Is it all really worth it?
There’s little doubt that testing can be a valuable tool for assessing learning and informing instructional practices. But a growing body of research shows a disconnect between test score gains and later-life outcomes, and that parents tend to prioritize factors such as student safety, discipline and a school’s learning environment over test scores.
In other words, improving test results won’t necessarily result in the things that are truly important, such as educational attainment and earnings, and parents don’t seem to care all that much about test data anyway. For those who favor parent-driven accountability, the answer is simple: Do away with high-stakes testing altogether and allow families to decide what’s best for their children via robust school choice programs including open enrollment, charters and education savings accounts.

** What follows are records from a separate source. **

//! Facet Configuration Module
//!
//! Loads deployment configuration from TOML files with environment-specific
//! overrides and `FACET__` environment variables.

use anyhow::{bail, ensure, Context, Result};
use config_crate::{Config, Environment, File};
use facet_amm::TickDomain;
use facet_types::{CategoryId, KeyHash};
use serde::{Deserialize, Serialize};
use std::path::{Path, PathBuf};
use tracing::{debug, info, warn};

use crate::defaults;

/// Complete deployment configuration
#[derive(Debug, Deserialize, Serialize, Clone, Default, PartialEq)]
#[serde(default)]
pub struct FacetConfig {
    pub ledger: LedgerConfig,
    pub admin: AdminConfig,
    pub categories: CategoryConfig,
    pub staking: StakingConfig,
    #[serde(rename = "yield")]
    pub accrual: YieldConfig,
    pub amm: AmmConfig,
    pub options: OptionsConfig,
    pub oracle: OracleConfig,
    pub submission: SubmissionConfig,
}

#[derive(Debug, Deserialize, Serialize, Clone, PartialEq)]
#[serde(default)]
pub struct LedgerConfig {
    pub token_dust: u64,
}

impl Default for LedgerConfig {
    fn default() -> Self {
        Self {
            token_dust: defaults::ledger::TOKEN_DUST,
        }
    }
}

/// Governance key
#[derive(Debug, Deserialize, Serialize, Clone, Default, PartialEq)]
#[serde(default)]
pub struct AdminConfig {
    /// Hex SHA-256 of the admin Ed25519 public key
    pub key_hash: String,
}

impl AdminConfig {
    pub fn key_hash(&self) -> Result<KeyHash> {
        KeyHash::from_hex(&self.key_hash).context("Invalid admin.key_hash")
    }
}

/// Hex category ids of the deployed facets and the external categories they use
#[derive(Debug, Deserialize, Serialize, Clone, Default, PartialEq)]
#[serde(default)]
pub struct CategoryConfig {
    pub staking: String,
    pub principal: String,
    #[serde(rename = "yield")]
    pub yield_token: String,
    pub pool: String,
    pub options: String,
    pub oracle: String,
    /// Fungible category traded against the native unit in the pool
    pub quote: String,
    /// Asset the oracle prices and options are written on
    pub oracle_asset: String,
}

/// Parsed [`CategoryConfig`]
#[derive(Debug, Clone, Copy, PartialEq, Eq)]
pub struct ResolvedCategories {
    pub staking: CategoryId,
    pub principal: CategoryId,
    pub yield_token: CategoryId,
    pub pool: CategoryId,
    pub options: CategoryId,
    pub oracle: CategoryId,
    pub quote: CategoryId,
    pub oracle_asset: CategoryId,
}

fn parse_category(name: &str, value: &str) -> Result<CategoryId> {
    CategoryId::from_hex(value).with_context(|| format!("Invalid categories.{}: {:?}", name, value))
}

impl CategoryConfig {
    pub fn resolve(&self) -> Result<ResolvedCategories> {
        let resolved = ResolvedCategories {
            staking: parse_category("staking", &self.staking)?,
            principal: parse_category("principal", &self.principal)?,
            yield_token: parse_category("yield", &self.yield_token)?,
            pool: parse_category("pool", &self.pool)?,
            options: parse_category("options", &self.options)?,
            oracle: parse_category("oracle", &self.oracle)?,
            quote: parse_category("quote", &self.quote)?,
            oracle_asset: parse_category("oracle_asset", &self.oracle_asset)?,
        };

        let owned = [
            resolved.staking,
            resolved.principal,
            resolved.yield_token,
            resolved.pool,
            resolved.options,
            resolved.oracle,
        ];
        for (i, a) in owned.iter().enumerate() {
            for b in &owned[i + 1..] {
                ensure!(a != b, "Two facets share category {}", a);
            }
            ensure!(
                *a != resolved.quote,
                "Quote category {} is owned by a facet",
                a
            );
        }
        Ok(resolved)
    }
}

#[derive(Debug, Deserialize, Serialize, Clone, PartialEq)]
#[serde(default)]
pub struct StakingConfig {
    pub min_stake: u64,
}

impl Default for StakingConfig {
    fn default() -> Self {
        Self {
            min_stake: defaults::staking::MIN_STAKE,
        }
    }
}

/// What merging a PT/YT pair does with yield the YT has accrued
#[derive(Debug, Deserialize, Serialize, Clone, Copy, Default, PartialEq, Eq)]
#[serde(rename_all = "lowercase")]
pub enum MergePolicy {
    /// Pay the accrued yield to the holder from the yield reserve
    #[default]
    Payout,
    /// Discard it
    Forfeit,
    /// Refuse the merge until the yield is claimed
    Reject,
}

#[derive(Debug, Deserialize, Serialize, Clone, PartialEq)]
#[serde(default)]
pub struct YieldConfig {
    pub rate_bps: u32,
    pub term_secs: u32,
    pub merge_policy: MergePolicy,
}

impl Default for YieldConfig {
    fn default() -> Self {
        Self {
            rate_bps: defaults::accrual::RATE_BPS,
            term_secs: defaults::accrual::TERM_SECS,
            merge_policy: MergePolicy::default(),
        }
    }
}

#[derive(Debug, Deserialize, Serialize, Clone, PartialEq)]
#[serde(default)]
pub struct AmmConfig {
    pub fee_bps: u32,
    pub min_tick: i32,
    pub max_tick: i32,
}

impl Default for AmmConfig {
    fn default() -> Self {
        Self {
            fee_bps: defaults::amm::FEE_BPS,
            min_tick: defaults::amm::MIN_TICK,
            max_tick: defaults::amm::MAX_TICK,
        }
    }
}

impl AmmConfig {
    pub fn tick_domain(&self) -> Result<TickDomain> {
        TickDomain::new(self.min_tick, self.max_tick).context("Invalid amm tick domain")
    }
}

#[derive(Debug, Deserialize, Serialize, Clone, PartialEq)]
#[serde(default)]
pub struct OptionsConfig {
    pub collateral_per_contract: u64,
    /// Hex locking bytecode that receives returned collateral
    pub writer: String,
}

impl Default for OptionsConfig {
    fn default() -> Self {
        Self {
            collateral_per_contract: defaults::options::COLLATERAL_PER_CONTRACT,
            writer: String::new(),
        }
    }
}

impl OptionsConfig {
    pub fn writer_bytecode(&self) -> Result<Vec<u8>> {
        let trimmed = self.writer.strip_prefix("0x").unwrap_or(&self.writer);
        let bytes = hex::decode(trimmed).context("Invalid options.writer")?;
        ensure!(!bytes.is_empty(), "options.writer must not be empty");
        Ok(bytes)
    }
}

#[derive(Debug, Deserialize, Serialize, Clone, PartialEq)]
#[serde(default)]
pub struct OracleConfig {
    pub max_price_age_secs: u32,
}

impl Default for OracleConfig {
    fn default() -> Self {
        Self {
            max_price_age_secs: defaults::oracle::MAX_PRICE_AGE_SECS,
        }
    }
}

#[derive(Debug, Deserialize, Serialize, Clone, PartialEq)]
#[serde(default)]
pub struct SubmissionConfig {
    pub max_retries: u32,
    pub backoff_ms: u64,
}

impl Default for SubmissionConfig {
    fn default() -> Self {
        Self {
            max_retries: defaults::submission::MAX_RETRIES,
            backoff_ms: defaults::submission::BACKOFF_MS,
        }
    }
}

impl FacetConfig {
    /// Load configuration from files with environment overrides
    ///
    /// Environment files live next to the base file under `environments/`.
    pub fn load(base_path: Option<&Path>, environment: Option<&str>) -> Result<Self> {
        let default_path = default_config_path();
        let base = base_path.unwrap_or(&default_path);

        let mut builder = Config::builder().add_source(File::from(base).required(true));

        if let Some(env) = environment {
            let env_file = base
                .parent()
                .unwrap_or(Path::new("."))
                .join("environments")
                .join(format!("{}.toml", env));

            if env_file.exists() {
                info!("Loading environment config: {:?}", env_file);
                builder = builder.add_source(File::from(env_file));
            } else {
                warn!("Environment config not found: {:?}", env_file);
            }
        }

        // Override with environment variables (FACET__SECTION__KEY)
        builder = builder.add_source(
            Environment::with_prefix("FACET")
                .separator("__")
                .try_parsing(true),
        );

        let config: Self = builder
            .build()
            .context("Failed to build configuration")?
            .try_deserialize()
            .context("Failed to deserialize configuration")?;

        config.validate()?;
        debug!(base = ?base, "Configuration loaded");
        Ok(config)
    }

    /// Parse a single TOML document without file or environment layering
    pub fn from_toml_str(content: &str) -> Result<Self> {
        let config: Self = toml::from_str(content).context("Failed to parse configuration")?;
        config.validate()?;
        Ok(config)
    }

    /// Reject inconsistent values
    pub fn validate(&self) -> Result<()> {
        self.admin.key_hash()?;
        self.categories.resolve()?;
        self.amm.tick_domain()?;
        self.options.writer_bytecode()?;

        if self.amm.fee_bps > 10_000 {
            bail!("amm.fee_bps {} exceeds 10000", self.amm.fee_bps);
        }
        ensure!(self.accrual.term_secs > 0, "yield.term_secs must be positive");
        ensure!(
            self.options.collateral_per_contract > 0,
            "options.collateral_per_contract must be positive"
        );
        ensure!(
            self.oracle.max_price_age_secs > 0,
            "oracle.max_price_age_secs must be positive"
        );
        if self.accrual.merge_policy == MergePolicy::Forfeit {
            warn!("Merge policy 'forfeit' discards accrued yield on merge");
        }
        Ok(())
    }
}

/// Resolve the base file path, honouring `FACET_CONFIG` when set
pub fn default_config_path() -> PathBuf {
    std::env::var_os("FACET_CONFIG")
        .map(PathBuf::from)
        .unwrap_or_else(|| PathBuf::from("config/facet.toml"))
}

But a market-oriented approach with universal choice is a tough sell politically. So what might a better accountability system look like, given these realities? An unlikely group of stakeholders could provide valuable insight: investors in charter school facilities bonds. As it turns out, they want the same things as parents and taxpayers.
Charters are increasingly turning toward the tax-exempt bond market for facilities financing, with more than 1,100 transactions since the sector’s first bond issuance in 1998. As this market has matured, ratings agencies have developed more advanced methodologies to assign risk scores, a practice that has accelerated in recent years. While the overall default rate for charter bonds is 5 percent, most of these occurred on bonds issued before 2006, when underwriting standards weren’t as rigorous. In comparison, the default rate for bonds with an investment-grade rating, such as Great Hearts Texas’s recent issuance, is only 1.2 percent. Great Hearts’s impressive student outcomes and solid financials, which investors value, helped earn the school a strong rating.

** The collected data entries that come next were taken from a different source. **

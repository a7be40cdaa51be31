//! Canonical error kinds for commitment decoding and transition validation
//!
//! Every failure is a local, synchronous validation failure: nothing here is
//! retryable, and construction of the transaction stops at the first error.
//! Network-level rejections (double spends, fee floors) belong to the
//! submission layer and never appear in this enum.

use thiserror::Error;

use super::identifiers::CategoryId;

/// Flat set of covenant validation errors with diagnostic context
#[derive(Debug, Error, Clone, PartialEq, Eq)]
pub enum CovenantError {
    /// Commitment has the wrong width or carries an invalid state flag
    #[error("Malformed {kind} commitment: {reason}")]
    MalformedCommitment { kind: &'static str, reason: String },

    /// Numeric field does not fit its fixed byte width
    #[error("Value {value} for field '{field}' is out of range")]
    OutOfRange { field: &'static str, value: i128 },

    /// Admin-only operation without a valid signature from the configured key
    #[error("Unauthorized: {reason}")]
    Unauthorized { reason: String },

    /// Principal and yield halves with different expiries
    #[error("Incompatible expiry: principal token expires at {principal_expiry}, yield token at {yield_expiry}")]
    IncompatibleExpiry {
        principal_expiry: u32,
        yield_expiry: u32,
    },

    /// Time-gated operation attempted before its expiry
    #[error("Not yet matured: current time {now} is before expiry {expiry}")]
    NotYetMatured { now: u32, expiry: u32 },

    /// Swap output below the caller's minimum
    #[error("Slippage exceeded: amount out {amount_out} is below minimum {min_amount_out}")]
    SlippageExceeded { amount_out: u64, min_amount_out: u64 },

    /// Pooled reserve cannot cover the requested debit
    #[error("Insufficient reserve: {available} available, {required} required")]
    InsufficientReserve { available: u64, required: u64 },

    /// Tick bounds not ordered or outside the configured domain
    #[error("Invalid tick range [{tick_lower}, {tick_upper})")]
    InvalidTickRange { tick_lower: i32, tick_upper: i32 },

    /// Token claims membership of a facet whose category it does not carry
    #[error("Category mismatch: expected {expected}, found {found}")]
    CategoryMismatch {
        expected: CategoryId,
        found: CategoryId,
    },

    /// Amount below a configured minimum
    #[error("Amount {amount} for '{field}' is below the minimum {minimum}")]
    BelowMinimum {
        field: &'static str,
        amount: u64,
        minimum: u64,
    },

    /// Funding inputs cannot cover the transaction's shortfall
    #[error("Insufficient funds: {available} available, {required} required")]
    InsufficientFunds { available: u64, required: u64 },

    /// Native value not conserved across the transaction
    #[error("Value mismatch: inputs={inputs}, outputs={outputs}, fee={fee}")]
    ValueMismatch { inputs: u64, outputs: u64, fee: u64 },

    /// Fungible balance of a category not conserved
    #[error("Fungible mismatch for {category}: inputs={inputs}, outputs={outputs}")]
    FungibleMismatch {
        category: CategoryId,
        inputs: u64,
        outputs: u64,
    },

    /// Supply of a category changed without its minting token on both sides
    #[error("Minting authority for {category} missing: {reason}")]
    MintingAuthorityMissing { category: CategoryId, reason: String },

    /// Operation requires a state token that was not supplied
    #[error("Missing input: {0}")]
    MissingInput(String),

    /// Input supplied that the operation does not consume
    #[error("Unexpected input: {0}")]
    UnexpectedInput(String),

    /// Facet registry is paused
    #[error("Facet '{facet}' is paused")]
    Paused { facet: &'static str },

    /// Merge policy refuses to discard accrued yield
    #[error("Unclaimed yield of {accrued} must be claimed before merging")]
    UnclaimedYield { accrued: u64 },

    /// Option can no longer be exercised
    #[error("Option expired at {expiry}, current time {now}")]
    Expired { now: u32, expiry: u32 },

    /// Exercise requested for an option that is not in the money
    #[error("Option out of the money: strike {strike}, price {price}")]
    OutOfTheMoney { strike: u32, price: u64 },

    /// Expiry requested for an option that is still in the money
    #[error("Option in the money: strike {strike}, price {price}")]
    InTheMoney { strike: u32, price: u64 },

    /// Oracle price older than the configured maximum age
    #[error("Stale price: published at {published_at}, now {now}, max age {max_age}")]
    StalePrice {
        published_at: u32,
        now: u32,
        max_age: u32,
    },

    /// Any other illegal transition
    #[error("Invalid transition: {0}")]
    InvalidTransition(String),
}

impl CovenantError {
    /// Create MalformedCommitment for a width mismatch
    pub fn wrong_width(kind: &'static str, expected: usize, got: usize) -> Self {
        Self::MalformedCommitment {
            kind,
            reason: format!("expected {} bytes, got {}", expected, got),
        }
    }

    /// Create OutOfRange from any integer that converts into i128
    pub fn out_of_range(field: &'static str, value: impl Into<i128>) -> Self {
        Self::OutOfRange {
            field,
            value: value.into(),
        }
    }

    /// Create OutOfRange for a wide unsigned intermediate, saturating the report
    pub fn out_of_range_wide(field: &'static str, value: u128) -> Self {
        Self::OutOfRange {
            field,
            value: i128::try_from(value).unwrap_or(i128::MAX),
        }
    }

    /// Create InvalidTransition with context
    pub fn invalid(reason: impl Into<String>) -> Self {
        Self::InvalidTransition(reason.into())
    }
}

/// Result type for covenant operations
pub type CovenantResult<T> = std::result::Result<T, CovenantError>;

A look under the hood of Standard and Poor’s (S&P) approach provides a few key lessons for policymakers.
First, financial data are powerful indicators of performance. For S&P, demand is an especially critical variable, since it is a key driver of enrollment and thus operating revenue. Demand is accounted for by analyzing market signals such as enrollment trends, waiting lists, retention rates and local demographics. Substantial weight is also given to a charter’s financial flexibility by accounting for things such as liquidity, debt and the extent to which operating expenditures align with revenue. Financial data capture more than dollars and cents and can help reveal trends related to parent satisfaction and even leadership competency.
Next, S&P’s rating process allows for subjectivity. Positive and negative considerations that aren’t formally included in its rubric, such as winning a prestigious award or having underfunded post-employment benefits, can be accounted for. While state test results are scrutinized, other academic data may also be introduced, including Advanced Placement exam passing rates and a school’s unique offerings, such as foreign language immersion or a classical liberal arts curriculum. This flexibility can help foster innovative school models while allowing communities to hold officials accountable for outcomes that aren’t easily integrated with a standardized accountability system.

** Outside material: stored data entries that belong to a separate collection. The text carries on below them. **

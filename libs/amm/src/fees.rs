//! Per-liquidity fee growth in 32.32 fixed point
//!
//! The cumulative growth counters wrap modulo 2^64, and a position's share is
//! taken from the wrapping difference against its checkpoint. Only that
//! difference has to fit: a position must be collected before it is owed more
//! than 2^32 fee units per unit of its liquidity.

use facet_codec::range;
use facet_types::{CovenantError, CovenantResult};

/// Fee growth is scaled by `2^FEE_GROWTH_SHIFT`
pub const FEE_GROWTH_SHIFT: u32 = 32;

/// Growth added when `fee` is spread over `liquidity`
pub fn growth_increment(field: &'static str, fee: u64, liquidity: u64) -> CovenantResult<u64> {
    if liquidity == 0 {
        return Err(CovenantError::InsufficientReserve {
            available: 0,
            required: fee,
        });
    }
    let scaled = (u128::from(fee) << FEE_GROWTH_SHIFT) / u128::from(liquidity);
    range::amount(field, scaled)
}

/// Fees a position earned between its checkpoint and the current growth
pub fn fees_owed(
    field: &'static str,
    liquidity: u64,
    growth: u64,
    checkpoint: u64,
) -> CovenantResult<u64> {
    let delta = growth.wrapping_sub(checkpoint);
    let owed = (u128::from(liquidity) * u128::from(delta)) >> FEE_GROWTH_SHIFT;
    range::amount(field, owed)
}

#[cfg(test)]
mod tests {
    use super::*;

    #[test]
    fn test_single_provider_earns_whole_fee() {
        let growth = growth_increment("fee_growth0", 30, 1_000).unwrap();
        assert_eq!(fees_owed("fees0", 1_000, growth, 0).unwrap(), 29);
        let growth = growth_increment("fee_growth0", 30, 1_024).unwrap();
        assert_eq!(fees_owed("fees0", 1_024, growth, 0).unwrap(), 30);
    }

    #[test]
    fn test_split_between_providers_never_exceeds_fee() {
        let growth = growth_increment("fee_growth0", 1_000, 3).unwrap();
        let owed: u64 = (0..3)
            .map(|_| fees_owed("fees0", 1, growth, 0).unwrap())
            .sum();
        assert!(owed <= 1_000);
        assert_eq!(owed, 999);
    }

    #[test]
    fn test_owed_survives_growth_wraparound() {
        let checkpoint = u64::MAX - (5 << FEE_GROWTH_SHIFT) + 1;
        let growth = checkpoint.wrapping_add(growth_increment("fee_growth0", 40, 4).unwrap());
        assert!(growth < checkpoint);
        assert_eq!(fees_owed("fees0", 4, growth, checkpoint).unwrap(), 40);
        assert_eq!(fees_owed("fees0", 10, 6, 6).unwrap(), 0);
    }

    #[test]
    fn test_zero_liquidity_has_no_growth() {
        assert!(matches!(
            growth_increment("fee_growth0", 10, 0),
            Err(CovenantError::InsufficientReserve { .. })
        ));
    }

    #[test]
    fn test_growth_overflow_reported() {
        assert!(matches!(
            growth_increment("fee_growth1", u64::MAX, 1),
            Err(CovenantError::OutOfRange { field: "fee_growth1", .. })
        ));
    }
}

Lastly, S&P is an independent organization that is relatively insulated from political forces. To be sure, it operates in a highly regulated market with barriers to entry that restrict competition, factors that helped earn the industry some well-deserved criticism in recent years. Nevertheless, it provides a glimpse of how a system of independent and competing evaluators might work. A market of competing agencies such as nonprofits, academics, analytics firms or other for-profit institutions could evaluate performance using factors that matter most to parents and taxpayers. This could help alleviate some of the unintended consequences of test-centric accountability systems, such as incentivizing educators to make curricular adjustments that favor tested content at the expense of untested subjects.
Although it’s unlikely that test-centric accountability systems will be overhauled anytime soon, state policymakers can apply the practices of firms such as S&P to increase financial transparency, refine charter school oversight and explore innovative pilot programs. Investors, like parents, know that there’s much more to education than just test scores.
Aaron Garth Smith is director of education reform at the Reason Foundation.